Der Ablauf

Phase 1: Worum geht es? Will ich überhaupt eine Therapie starten?

Fünf sogenannte probatorische Sitzungen dienen der ersten Problembeschreibung, der Diagnostik und der groben Zielklärung. Und natürlich ermöglichen sie ein Kennenlernen der Therapiesituation und des speziellen Stils der Therapeutin.

Nach diesen 5 Sitzungen wird  gemeinsam entschieden, ob man eine Psychotherapie startet.

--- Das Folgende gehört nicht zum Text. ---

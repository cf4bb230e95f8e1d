//! HTTP fetchers for the job board
//!
//! [`JobSource`] is the seam between the collectors and the network. The
//! production implementation is [`JobBoardClient`], which pairs a
//! [`page::PageFetcher`] with a [`detail::DetailFetcher`] over one shared
//! HTTP client and one shared [`RequestThrottle`](crate::downloader::RequestThrottle).

use crate::downloader::config::PipelineConfig;
use crate::downloader::RequestThrottle;
use crate::query::SearchQuery;
use async_trait::async_trait;
use std::fmt;
use std::sync::Arc;

pub mod board_config;
pub mod board_http;
pub mod client;
pub mod detail;
pub mod page;
pub mod user_agents;

pub use board_config::BoardConfig;
pub use detail::{DetailFetcher, RawDetailDoc};
pub use page::{PageFetcher, RawListPage};

/// Failure of a single request
#[derive(Debug, Clone, PartialEq, Eq, thiserror::Error)]
pub enum FetcherError {
    /// Non-2xx response
    #[error("HTTP error {status}: {body}")]
    HttpStatus {
        /// Response status code
        status: u16,
        /// Response body, possibly truncated
        body: String,
    },

    /// Connection, timeout or body transfer failure
    #[error("network error: {0}")]
    NetworkError(String),

    /// Body was not the expected JSON envelope
    #[error("parse error: {0}")]
    ParseError(String),

    /// Throttle could not hand out a permit
    #[error("throttle error: {0}")]
    ThrottleError(String),

    /// Request task panicked or was aborted
    #[error("request task failed: {0}")]
    TaskFailed(String),
}

/// Result type for single requests
pub type FetcherResult<T> = Result<T, FetcherError>;

/// Which request failed
#[derive(Debug, Clone, PartialEq, Eq, Hash)]
pub enum FetchContext {
    /// One page of search results (1-indexed)
    ListPage(u32),
    /// Detail document of one listing
    Detail(String),
}

impl fmt::Display for FetchContext {
    fn fmt(&self, f: &mut fmt::Formatter<'_>) -> fmt::Result {
        match self {
            FetchContext::ListPage(page) => write!(f, "list page {page}"),
            FetchContext::Detail(job_id) => write!(f, "detail {job_id}"),
        }
    }
}

/// A recorded, non-fatal fetch failure
///
/// Failures never abort sibling requests; the collectors gather them and the
/// pipeline returns them next to whatever succeeded.
#[derive(Debug, Clone, PartialEq, Eq, thiserror::Error)]
#[error("{context}: {error}")]
pub struct FetchError {
    /// Request that failed
    pub context: FetchContext,
    /// Why it failed
    pub error: FetcherError,
}

impl FetchError {
    /// Attach a context to a request failure
    pub fn new(context: FetchContext, error: FetcherError) -> Self {
        Self { context, error }
    }

    /// Context label, e.g. "list page 2"
    pub fn label(&self) -> String {
        self.context.to_string()
    }

    /// Underlying message
    pub fn message(&self) -> String {
        self.error.to_string()
    }
}

impl serde::Serialize for FetchError {
    fn serialize<S: serde::Serializer>(&self, serializer: S) -> Result<S::Ok, S::Error> {
        use serde::ser::SerializeStruct;
        let mut state = serializer.serialize_struct("FetchError", 2)?;
        state.serialize_field("context", &self.label())?;
        state.serialize_field("message", &self.message())?;
        state.end()
    }
}

/// Source of list pages and detail documents
#[async_trait]
pub trait JobSource: Send + Sync {
    /// Fetch one page of search results (1-indexed)
    async fn fetch_page(&self, query: &SearchQuery, page: u32) -> Result<RawListPage, FetchError>;

    /// Fetch the detail document of one listing
    async fn fetch_detail(&self, job_id: &str) -> Result<RawDetailDoc, FetchError>;
}

/// HTTP-backed [`JobSource`] for one pipeline run
pub struct JobBoardClient {
    pages: PageFetcher,
    details: DetailFetcher,
}

impl JobBoardClient {
    /// Build a fresh HTTP client and throttle from the pipeline configuration
    pub fn new(config: &PipelineConfig) -> Result<Self, reqwest::Error> {
        let http_client = client::build_http_client(&config.board)?;
        let throttle = Arc::new(RequestThrottle::new(config.throttle.clone()));
        Ok(Self::with_parts(http_client, config.board.clone(), throttle))
    }

    /// Assemble from an existing client and throttle
    pub fn with_parts(
        http_client: reqwest::Client,
        board: BoardConfig,
        throttle: Arc<RequestThrottle>,
    ) -> Self {
        let http = Arc::new(board_http::BoardHttpClient::new(http_client, throttle));
        let board = Arc::new(board);
        Self {
            pages: PageFetcher::new(http.clone(), board.clone()),
            details: DetailFetcher::new(http, board),
        }
    }
}

#[async_trait]
impl JobSource for JobBoardClient {
    async fn fetch_page(&self, query: &SearchQuery, page: u32) -> Result<RawListPage, FetchError> {
        self.pages.fetch(query, page).await
    }

    async fn fetch_detail(&self, job_id: &str) -> Result<RawDetailDoc, FetchError> {
        self.details.fetch(job_id).await
    }
}
//! Pipeline orchestrator
//!
//! ListCollector, then list transform, then DetailCollector. Fetch failures
//! are returned with the records; a malformed list item aborts the run.

use std::sync::Arc;
use std::time::Instant;
use tracing::{error, info};

use crate::downloader::config::PipelineConfig;
use crate::downloader::detail_collector::DetailCollector;
use crate::downloader::list_collector::ListCollector;
use crate::downloader::progress::{NoProgress, ProgressReporter};
use crate::downloader::DownloadError;
use crate::fetcher::{FetchError, JobBoardClient, JobSource};
use crate::metrics::{record_records_collected, RequestKind};
use crate::query::QuerySpec;
use crate::transform::RecordTransformer;
use crate::{DetailRecord, ListRecord};

/// Everything a successful run produces
#[derive(Debug, Clone, Default, PartialEq)]
pub struct PipelineOutcome {
    /// Normalized listings, at most `max_results`
    pub list_records: Vec<ListRecord>,
    /// Normalized details, one per listing whose detail fetch succeeded
    pub detail_records: Vec<DetailRecord>,
    /// Page failures followed by detail failures
    pub errors: Vec<FetchError>,
    /// Total-count hint reported by the board
    pub total_count: u64,
}

enum SourceMode {
    /// Fresh HTTP client per run
    PerRun(PipelineConfig),
    /// Caller-provided source shared by every run
    Shared(Arc<dyn JobSource>),
}

/// Composes the collectors into one call
pub struct Pipeline {
    mode: SourceMode,
    progress: Arc<dyn ProgressReporter>,
}

impl Pipeline {
    /// Pipeline against the production board with default throttling
    pub fn new() -> Self {
        Self::with_config(PipelineConfig::default())
    }

    /// Pipeline with custom endpoints or throttling
    pub fn with_config(config: PipelineConfig) -> Self {
        Self {
            mode: SourceMode::PerRun(config),
            progress: Arc::new(NoProgress),
        }
    }

    /// Pipeline over an existing job source
    pub fn with_source(source: Arc<dyn JobSource>) -> Self {
        Self {
            mode: SourceMode::Shared(source),
            progress: Arc::new(NoProgress),
        }
    }

    /// Attach a progress reporter to both stages
    pub fn with_progress(mut self, progress: Arc<dyn ProgressReporter>) -> Self {
        self.progress = progress;
        self
    }

    fn source(&self) -> Result<Arc<dyn JobSource>, DownloadError> {
        match &self.mode {
            SourceMode::PerRun(config) => {
                let client = JobBoardClient::new(config)
                    .map_err(|e| DownloadError::ClientBuild(e.to_string()))?;
                Ok(Arc::new(client))
            }
            SourceMode::Shared(source) => Ok(source.clone()),
        }
    }

    /// Run one query end to end
    ///
    /// # Errors
    /// Returns [`DownloadError::Shape`] if a list item lacks a required field
    /// and [`DownloadError::ClientBuild`] if the HTTP client cannot be built.
    /// Individual page and detail failures are not errors; they are listed in
    /// [`PipelineOutcome::errors`].
    pub async fn run(&self, spec: QuerySpec) -> Result<PipelineOutcome, DownloadError> {
        let started = Instant::now();
        let source = self.source()?;

        let listing = ListCollector::new(source.clone())
            .with_progress(self.progress.clone())
            .collect(&spec)
            .await;

        let list_records = listing
            .items
            .iter()
            .map(RecordTransformer::to_list_record)
            .collect::<Result<Vec<_>, _>>()
            .map_err(|e| {
                error!(error = %e, "Listing item does not match the expected shape");
                DownloadError::Shape(e)
            })?;
        record_records_collected(RequestKind::ListPage, list_records.len());

        let job_ids: Vec<String> = list_records.iter().map(|r| r.job_id.clone()).collect();
        let details = DetailCollector::new(source)
            .with_progress(self.progress.clone())
            .collect(&job_ids)
            .await;
        record_records_collected(RequestKind::Detail, details.records.len());

        let mut errors = listing.errors;
        errors.extend(details.errors);

        info!(
            listings = list_records.len(),
            details = details.records.len(),
            errors = errors.len(),
            total_count = listing.total_count,
            elapsed_ms = started.elapsed().as_millis() as u64,
            "Pipeline run finished"
        );

        Ok(PipelineOutcome {
            list_records,
            detail_records: details.records,
            errors,
            total_count: listing.total_count,
        })
    }
}

impl Default for Pipeline {
    fn default() -> Self {
        Self::new()
    }
}
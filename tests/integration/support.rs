//! Shared fixtures for board-backed tests

#![allow(dead_code)]

use job_listing_downloader::downloader::{PipelineConfig, ThrottleConfig};
use serde_json::{json, Value};
use wiremock::{MockServer, Request, Respond, ResponseTemplate};

/// Pipeline config aimed at a mock server, without the post-page pause
pub fn config_for(server: &MockServer) -> PipelineConfig {
    PipelineConfig::for_origin(&server.uri())
        .with_throttle(ThrottleConfig::default().without_jitter())
}

/// A well-formed search result item
pub fn list_item(job_id: &str) -> Value {
    json!({
        "jobType": "1",
        "jobName": format!("Engineer {job_id}"),
        "appearDate": "20241018",
        "applyCnt": 4,
        "applyDesc": "0~5",
        "custName": "Acme Corp",
        "jobAddrNoDesc": "Taipei City",
        "jobAddress": "No. 1, Main Rd.",
        "link": {
            "job": format!("//www.104.com.tw/job/{job_id}?jobsource=index_s"),
            "applyAnalyze": format!("//www.104.com.tw/jobs/apply/analysis/{job_id}"),
            "cust": "//www.104.com.tw/company/acme"
        },
        "lon": "121.56",
        "lat": "25.03",
        "optionEdu": "Bachelor",
        "periodDesc": "2 years",
        "salaryDesc": "Monthly 50,000",
        "salaryHigh": 0,
        "salaryLow": 50000,
        "tags": ["remote"]
    })
}

/// Search page body with the given identifiers
pub fn list_page(total_count: u64, job_ids: &[String]) -> Value {
    let items: Vec<Value> = job_ids.iter().map(|id| list_item(id)).collect();
    json!({ "data": { "totalCount": total_count, "list": items } })
}

/// Identifiers `job0`..`job{n-1}` starting at `from`
pub fn job_ids(from: usize, count: usize) -> Vec<String> {
    (from..from + count).map(|i| format!("job{i}")).collect()
}

/// Answers `/job/ajax/content/{id}` with a detail document for `{id}`
pub struct DetailResponder;

impl Respond for DetailResponder {
    fn respond(&self, request: &Request) -> ResponseTemplate {
        let job_id = request.url.path().rsplit('/').next().unwrap_or_default();
        ResponseTemplate::new(200).set_body_json(json!({
            "data": {
                "header": {
                    "jobName": format!("Engineer {job_id}"),
                    "custName": "Acme Corp",
                    "appearDate": "2024/10/18",
                    "analysisUrl": format!("//www.104.com.tw/jobs/apply/analysis/{job_id}")
                },
                "jobDetail": {
                    "jobType": 1,
                    "addressRegion": "Taipei City",
                    "addressDetail": "No. 1, Main Rd."
                },
                "condition": { "skill": [{ "description": "Rust" }] },
                "custNo": "acme"
            }
        }))
    }
}
//! HTTP client construction
//!
//! Each pipeline run owns one `reqwest::Client`, so every page and detail
//! request of that run shares a single connection pool. The pool is released
//! when the run's last clone of the client is dropped.

use reqwest::Client;

use crate::fetcher::BoardConfig;

/// Build the HTTP client for one run
///
/// Configured with explicit timeouts so a stalled request fails instead of
/// holding a throttle permit forever.
pub fn build_http_client(board: &BoardConfig) -> Result<Client, reqwest::Error> {
    Client::builder()
        .connect_timeout(board.connect_timeout)
        .timeout(board.request_timeout)
        .build()
}
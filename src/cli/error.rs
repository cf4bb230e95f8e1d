//! CLI error types and conversions

use crate::downloader::DownloadError;

/// CLI errors
#[derive(Debug, thiserror::Error)]
pub enum CliError {
    /// Pipeline error
    #[error("download error: {0}")]
    DownloadError(#[from] DownloadError),

    /// Result serialization error
    #[error("output error: {0}")]
    OutputError(#[from] serde_json::Error),

    /// Invalid argument
    #[error("invalid argument: {0}")]
    InvalidArgument(String),

    /// Configuration error
    #[error("configuration error: {0}")]
    ConfigurationError(String),
}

Wenn Ihre Krankenversicherung die Kosten weiterhin übernehmen soll, braucht es in der Regel ein ausführliches Gutachten der Therapeutin samt Diagnosestellung. Dieses anonymisierte Gutachten liest und bewertet ein Sachverständiger, der von Ihrer Versicherung beauftragt wird. Er entscheidet über Therapiebedarf und -länge.

Eine Kurzzeittherapie dauert 25 Sitzungen, eine Langzeittherapie 45 Sitzungen. Bei Bedarf können Verlängerungen beantragt werden.

Phase 2: Warum habe ich das Problem?

Wir finden ein Erklärungsmodell, wie es zu der Erkrankung oder Störung gekommen ist. Dazu untersuchen wir Vorbedingungen aus Ihrer Biographie, aber auch unmittelbare Auslöser vor dem Ausbruch der Störung. Manchmal bedingt die Störung selbst ungünstige Denk- und Verhaltensweisen, die die Erkrankung verlängern. All dies gilt es zu erforschen.

Daneben ist es besonders wichtig, nun detaillierte Therapieziele zu formulieren. Diese können Sie im Verlauf der Therapie immer wieder ergänzen, verändern oder weiter konkretisieren.

Phase 3: Was kann ich tun? Was hilft?

Sie nutzen die Erkenntnisse aus Phase 2, um hilfreichere Einstellungen und Verhaltensweisen für ihre aktuellen Schwierigkeiten zu finden und diese schrittweise in die Tat umzusetzen.

Die Therapeutin hilft Ihnen dabei, auf bereits vorhandene Fähigkeiten zurückzugreifen und Ihre Lösungsstrategien zu vervollständigen. Auch hilft sie Ihnen, die Motivation aufrechtzuerhalten, gerade dann, wenn Sie die neuen Verhaltensweisen noch auf dünnem Eis testen.

Phase 4: Wie kann ich mich langfristig stabilisieren?

Wenn Sie eine zufriedenstellende Veränderung erreicht haben, ist es sinnvoll, die Therapie noch eine Zeit lang weiterzuführen, um die Erfolge auch langfristig zu stabilisieren. Bei Bedarf kann man in Absprache mit der Therapeutin die Intervalle zwischen den Sitzungen verlängern.

Phase 5: Wann kann ich meine Therapie beenden?

Nun geht es darum, allmählich alleine „weiterzulaufen“.

Über den richtigen Zeitpunkt bestimmen Therapeutin und Patient/in gemeinsam. Meistens ist er gekommen, wenn Folgendes erreicht ist:

  • Sie haben ein runderes Bild von sich selbst und können Ihre speziellen Charakteristika besser benennen.
  • Sie haben gelernt, sich selbst ehrlich zu betrachten und rascher auf schwierige Situationen angemessen zu reagieren.
  • Sie haben Handwerkszeug, um schwierige Situationen zu bewältigen und entscheidende Probleme zu lösen.
  • Sie können ihren eigenen Fähigkeiten wieder besser vertrauen und sind allgemein selbstbewusster.
  • Sie haben das Gefühl, in Ihrem Alltagsleben sicherer mit sich und anderen umzugehen.
  • Sie fühlen sich allgemein stabiler, freier, gefestigter und zuversichtlicher.